本日の日経平均は小幅に続落となりました。23円高の28,038円で寄り付いた日経平均は直後にマイナスに転じると9時40分に65円安の27,949円まで下落しましたが、下げ渋ると前引けにかけて買いがやや優勢となり27円高の28,043円で前場を終えました。

4円安の28,010円でスタートした後場の日経平均は昨日の終値を挟んで小幅に揉み合う展開となり結局37円安の27,977円で取引を終えています。一方でTOPIXが小幅に上昇となったほか、新興市場もまちまちで東証マザーズ指数が下落、日経ジャスダック平均が上昇となっています。

2.個別銘柄等

第1四半期決算を発表したリクルートホールディングス(6098)が10.0%高となり上場来高値を更新しました。米国の経済活動の再開で企業の採用が活発化し傘下の米求人検索サイトの収益が伸びていることなどから1800億円から2450億円とみていた通期の営業利益の見通しを2700億円から3400億円に上方修正したことで買いを集め東証1部で売買代金トップとなりました。

同じく第1四半期決算を発表したJFEホールディングス(5411)も9.3%高となりました。世界的な鋼材需要の回復と需給逼迫による価格上昇などにより通期の純利益の見通しを1300億円から2400億円に引き上げたことで大幅高となりました。マツモトキヨシホールディングス(3088)も食品などに比べて粗利率の高い医薬品や化粧品の売り上げが前年を上回ったことなどで第1四半期の営業利益が前年同期比で33.3%増と大幅な増益となったことで6.9%高となりました。

また、サントリー食品インターナショナル(2587)もアジアで飲料販売が好調だったほか、欧州でもワクチン接種が進み業務用需要が回復したことなどから上期の営業利益が前年同期比で69.1%増の大幅な増益となったことで10.5%高となり年初来高値を更新しています。

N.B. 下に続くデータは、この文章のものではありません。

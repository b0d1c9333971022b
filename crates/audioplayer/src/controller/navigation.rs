//! Playlist movement: advance, retreat, absolute jumps and the end-of-playlist
//! policy.

use super::AudioPlayer;
use crate::backend::{BackendState, MediaBackend};
use crate::error::{PlayerError, Result};
use crate::player::PlayerId;

impl<B: MediaBackend> AudioPlayer<B> {
    /// Move to the next track and play it. At the end of the playlist the
    /// end-of-playlist policy decides. Load failures are logged and yield
    /// `false`.
    pub(crate) fn advance(&mut self, id: PlayerId) -> Result<bool> {
        let next = self.player(id)?.playlist.next_index();
        match next {
            Some(index) => Ok(self.load_or_log(id, index)),
            None => self.end_of_playlist(id),
        }
    }

    /// Without repeat the player is flagged for destruction. With repeat the
    /// playlist restarts at 0, reshuffled first when shuffle is on (the
    /// finished track stays first).
    fn end_of_playlist(&mut self, id: PlayerId) -> Result<bool> {
        let player = self.player_mut(id)?;
        if !player.playlist.repeat {
            self.registry.mark_for_destroy(id);
            tracing::info!(player_id = %id, "end of playlist");
            return Ok(false);
        }
        if player.playlist.shuffle {
            player.playlist.shuffle();
        }
        tracing::info!(player_id = %id, shuffle = player.playlist.shuffle, "playlist restarting");
        Ok(self.load_or_log(id, 0))
    }

    /// Move to the previous track. On the first track nothing happens and
    /// `false` is returned. Load failures are logged and yield `false`.
    pub(crate) fn retreat(&mut self, id: PlayerId) -> Result<bool> {
        let Some(index) = self.player(id)?.playlist.previous_index() else {
            return Ok(false);
        };
        Ok(self.load_or_log(id, index))
    }

    /// Absolute jump. Out-of-range indexes fail before anything changes.
    pub(crate) fn play_at(&mut self, id: PlayerId, index: usize) -> Result<bool> {
        if index >= self.player(id)?.playlist.len() {
            return Err(PlayerError::InvalidTrackIndex(index));
        }
        Ok(self.load_or_log(id, index))
    }

    fn load_or_log(&mut self, id: PlayerId, index: usize) -> bool {
        match self.load_track(id, index, BackendState::Playing) {
            Ok(()) => true,
            Err(err) => {
                tracing::warn!(player_id = %id, index, error = %err, "unable to load track");
                false
            }
        }
    }
}

#[cfg(test)]
mod tests {
    use audioplayer_types::PlaybackState;

    use crate::backend::{BackendState, BusMessage};
    use crate::controller::StartOptions;
    use crate::controller::test_support::Harness;
    use crate::error::PlayerError;

    #[test]
    fn next_moves_through_playlist() {
        let mut h = Harness::new();
        let id = h.start(&["a.mp3", "b.mp3"], StartOptions::default());
        let first_chain = h.chain(id);

        assert!(h.player.play_next_track(id).unwrap());
        let info = h.player.playback_info(id);
        assert_eq!(info.index, Some(1));
        assert!(info.track.unwrap().resource.ends_with("b.mp3"));
        assert_ne!(h.chain(id), first_chain);
        assert_eq!(h.backend.live_chains().len(), 1);

        assert!(!h.player.play_next_track(id).unwrap());
        assert_eq!(h.player.playback_info(id).index, Some(1));
        assert_eq!(h.player.player_count(), 1);
    }

    #[test]
    fn next_failure_is_reported() {
        let mut h = Harness::new();
        let id = h.start(&["a.mp3", "b.mp3"], StartOptions::default());
        h.backend.disable_factory("id3demux");
        assert!(matches!(
            h.player.play_next_track(id),
            Err(PlayerError::NextTrackFailed)
        ));
        assert!(h.backend.live_chains().is_empty());
        assert_eq!(h.backend.live_stage_count(), 0);
    }

    #[test]
    fn next_with_repeat_wraps_to_first_track() {
        let mut h = Harness::new();
        let id = h.start(
            &["a.mp3", "b.mp3"],
            StartOptions {
                repeat: true,
                ..Default::default()
            },
        );
        h.player.play_track(id, 1).unwrap();
        assert!(h.player.play_next_track(id).unwrap());
        assert_eq!(h.player.playback_info(id).index, Some(0));
    }

    #[test]
    fn previous_on_first_track_is_a_no_op() {
        let mut h = Harness::new();
        let id = h.start(&["a.mp3", "b.mp3"], StartOptions::default());
        let chain = h.chain(id);
        assert!(!h.player.play_previous_track(id).unwrap());
        assert_eq!(h.chain(id), chain);
        assert_eq!(h.backend.state_of(chain), Some(BackendState::Playing));

        h.player.play_track(id, 1).unwrap();
        assert!(h.player.play_previous_track(id).unwrap());
        assert_eq!(h.player.playback_info(id).index, Some(0));
    }

    #[test]
    fn previous_load_failure_is_false() {
        let mut h = Harness::new();
        let id = h.start(&["a.mp3", "b.mp3"], StartOptions::default());
        h.player.play_track(id, 1).unwrap();
        h.backend.disable_factory("autoaudiosink");
        assert!(!h.player.play_previous_track(id).unwrap());
        let info = h.player.playback_info(id);
        assert_eq!(info.index, Some(0));
        assert_eq!(info.state, PlaybackState::Stopped);
        assert!(h.backend.live_chains().is_empty());
    }

    #[test]
    fn play_track_out_of_range_changes_nothing() {
        let mut h = Harness::new();
        let id = h.start(&["a.mp3", "b.mp3"], StartOptions::default());
        let chain = h.chain(id);
        assert!(matches!(
            h.player.play_track(id, 2),
            Err(PlayerError::InvalidTrackIndex(2))
        ));
        assert_eq!(h.chain(id), chain);
        assert_eq!(h.player.playback_info(id).index, Some(0));
    }

    #[test]
    fn play_track_load_failure_is_false() {
        let mut h = Harness::new();
        let id = h.start(&["a.mp3", "b.mp3"], StartOptions::default());
        h.backend.disable_factory("filesrc");
        assert!(!h.player.play_track(id, 1).unwrap());
        assert_eq!(h.player.playback_info(id).state, PlaybackState::Stopped);
    }

    #[test]
    fn failed_reload_tells_subscribers_the_player_stopped() {
        let mut h = Harness::new();
        let id = h.start(&["a.mp3", "b.mp3"], StartOptions::default());
        h.backend.disable_factory("filesrc");
        assert!(!h.player.play_track(id, 1).unwrap());
        h.player.tick();
        h.player.tick();

        let updates = h.drain();
        assert_eq!(updates.len(), 1);
        assert_eq!(updates[0].state, PlaybackState::Stopped);
        assert_eq!(updates[0].index, Some(1));
        assert_eq!(h.player.player_count(), 1);
    }

    #[test]
    fn eos_with_failed_next_load_publishes_stopped() {
        let mut h = Harness::new();
        let id = h.start(&["a.mp3", "b.mp3"], StartOptions::default());
        h.backend.disable_factory("mpg123audiodec");
        h.backend.push_message(h.chain(id), BusMessage::Eos);
        h.player.tick();

        let updates = h.drain();
        assert_eq!(updates.len(), 1);
        assert_eq!(updates[0].state, PlaybackState::Stopped);
        assert_eq!(updates[0].index, Some(1));
    }

    #[test]
    fn out_of_range_select_publishes_nothing() {
        let mut h = Harness::new();
        let id = h.start(&["a.mp3"], StartOptions::default());
        assert!(h.player.play_track(id, 5).is_err());
        assert!(h.drain().is_empty());
        assert_eq!(h.player.playback_info(id).state, PlaybackState::Playing);
    }

    #[test]
    fn deferred_file_format_is_filled_on_load() {
        let mut h = Harness::new();
        let id = h.start(&["a.mp3"], StartOptions::default());
        let flac = h.file("b.flac", b"fLaC\x00\x00\x00\x22");
        h.player.add_track(id, &flac, None, None).unwrap();
        assert_eq!(h.player.get_playlist(id).unwrap().tracks[1].audio_format, None);

        assert!(h.player.play_next_track(id).unwrap());
        let snapshot = h.player.get_playlist(id).unwrap();
        assert_eq!(snapshot.tracks[1].audio_format.as_deref(), Some("audio/flac"));
        assert_eq!(h.backend.stage_factories(h.chain(id))[2], "flacparse");
    }

    #[test]
    fn end_of_playlist_without_repeat_flags_until_sweep() {
        let mut h = Harness::new();
        let id = h.start(&["a.mp3"], StartOptions::default());
        h.backend.push_message(h.chain(id), BusMessage::Eos);
        h.player.tick();
        assert_eq!(h.player.player_count(), 0);
        let updates = h.drain();
        assert_eq!(updates.len(), 1);
        assert_eq!(updates[0].state, PlaybackState::Stopped);
    }

    #[test]
    fn end_of_playlist_with_repeat_and_shuffle_keeps_finished_track_first() {
        let mut h = Harness::new();
        let names: Vec<String> = (0..8).map(|i| format!("{i}.mp3")).collect();
        let refs: Vec<&str> = names.iter().map(String::as_str).collect();
        let id = h.start(
            &refs,
            StartOptions {
                repeat: true,
                shuffle: true,
                ..Default::default()
            },
        );
        h.player.play_track(id, 7).unwrap();
        h.player.tick();
        h.drain();

        h.backend.push_message(h.chain(id), BusMessage::Eos);
        h.player.tick();

        assert_eq!(h.player.player_count(), 1);
        let snapshot = h.player.get_playlist(id).unwrap();
        assert_eq!(snapshot.index, Some(0));
        assert!(snapshot.tracks[0].resource.ends_with("7.mp3"));
        assert_eq!(snapshot.tracks.len(), 8);
        let updates = h.drain();
        assert_eq!(updates.len(), 1);
        assert_eq!(updates[0].state, PlaybackState::Playing);
        assert_eq!(updates[0].index, Some(0));
    }
}
//! In-memory player registry.
//!
//! Owns every live player. Players are flagged for destruction at any time
//! and freed only by [`PlayerRegistry::sweep`], which runs once per tick.

use std::collections::HashMap;

use crate::backend::MediaBackend;
use crate::player::{Lifecycle, Player, PlayerId};

#[derive(Debug, Default)]
pub struct PlayerRegistry {
    players: HashMap<PlayerId, Player>,
    /// Creation order.
    order: Vec<PlayerId>,
}

impl PlayerRegistry {
    pub fn new() -> Self {
        Self::default()
    }

    /// Create a stopped player with an empty playlist.
    pub fn create(&mut self, max_tracks: usize, volume: u8) -> PlayerId {
        let player = Player::new(max_tracks, volume);
        let id = player.id();
        self.players.insert(id, player);
        self.order.push(id);
        tracing::debug!(player_id = %id, "player created");
        id
    }

    pub fn get(&self, id: PlayerId) -> Option<&Player> {
        self.players.get(&id)
    }

    pub fn get_mut(&mut self, id: PlayerId) -> Option<&mut Player> {
        self.players.get_mut(&id)
    }

    pub fn len(&self) -> usize {
        self.players.len()
    }

    pub fn is_empty(&self) -> bool {
        self.players.is_empty()
    }

    /// Player ids, oldest first.
    pub fn ids(&self) -> Vec<PlayerId> {
        self.order.clone()
    }

    pub fn reset<B: MediaBackend>(&mut self, backend: &B, id: PlayerId) {
        if let Some(player) = self.players.get_mut(&id) {
            player.reset(backend);
        }
    }

    /// Flag a player for the next sweep. Idempotent; returns `false` for
    /// unknown ids.
    pub fn mark_for_destroy(&mut self, id: PlayerId) -> bool {
        match self.players.get_mut(&id) {
            Some(player) => {
                if player.lifecycle != Lifecycle::PendingDestroy {
                    player.lifecycle = Lifecycle::PendingDestroy;
                    tracing::debug!(player_id = %id, "player flagged for destruction");
                }
                true
            }
            None => false,
        }
    }

    /// Reset and drop every flagged player. Returns the removed ids.
    pub fn sweep<B: MediaBackend>(&mut self, backend: &B) -> Vec<PlayerId> {
        let flagged: Vec<PlayerId> = self
            .order
            .iter()
            .copied()
            .filter(|id| self.players.get(id).is_some_and(Player::is_pending_destroy))
            .collect();
        for id in &flagged {
            self.destroy_now(backend, *id);
        }
        flagged
    }

    /// Reset and drop a player immediately. Only for the sweep, shutdown and
    /// players whose start failed before any command could see them.
    pub(crate) fn destroy_now<B: MediaBackend>(&mut self, backend: &B, id: PlayerId) {
        if let Some(mut player) = self.players.remove(&id) {
            self.order.retain(|other| *other != id);
            player.reset(backend);
            tracing::info!(player_id = %id, "player destroyed");
        }
    }

    pub fn destroy_all<B: MediaBackend>(&mut self, backend: &B) {
        for id in self.ids() {
            self.destroy_now(backend, id);
        }
    }
}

一方でヤマトホールディングス(9064)が5.7%安となりました。第1四半期の営業利益は電子商取引(EC)の荷物が引き続き好調で前年同期比で27.9%増となりましたが、通期予想に対する進捗率が13.4%に止まったことで業績の下振れが懸念され売りが優勢となりました。

VIEW POINT: 明日への視点

本日の日経平均は37円安となりました。主力ハイテク株に買い戻しが入り昨日の米国市場でダウ平均とS&P500株価指数が史上最高値を連日で更新したことで買いが優勢となる場面もありましたが、伸び悩むと売りが優勢となるなど昨日の終値を挟んで小幅に上下し方向感に欠ける一日となりました。200日移動平均線(28,016円)や節目の28,000円を割り込んでしまったことで上値の重さが強く意識されそうですが、28,000円や200日移動平均線を回復できずこのまま下回ったままの状態が続くと一段と上値が重くなりそうです。

なお、決算発表も終盤ですが本日も引け後には富士フイルムホールディング(4901)などが決算を発表する予定です。また、日本時間の23時には8月の米ミシガン大学消費者態度指数速報値が発表される予定です。さらに週明けには寄り付き前の8時50分に4-6月期GDP速報値が発表されるほか、日本時間の11時に中国で7月の鉱工業生産指数や小売売上高など数多くの経済指標が発表される予定で注目されます。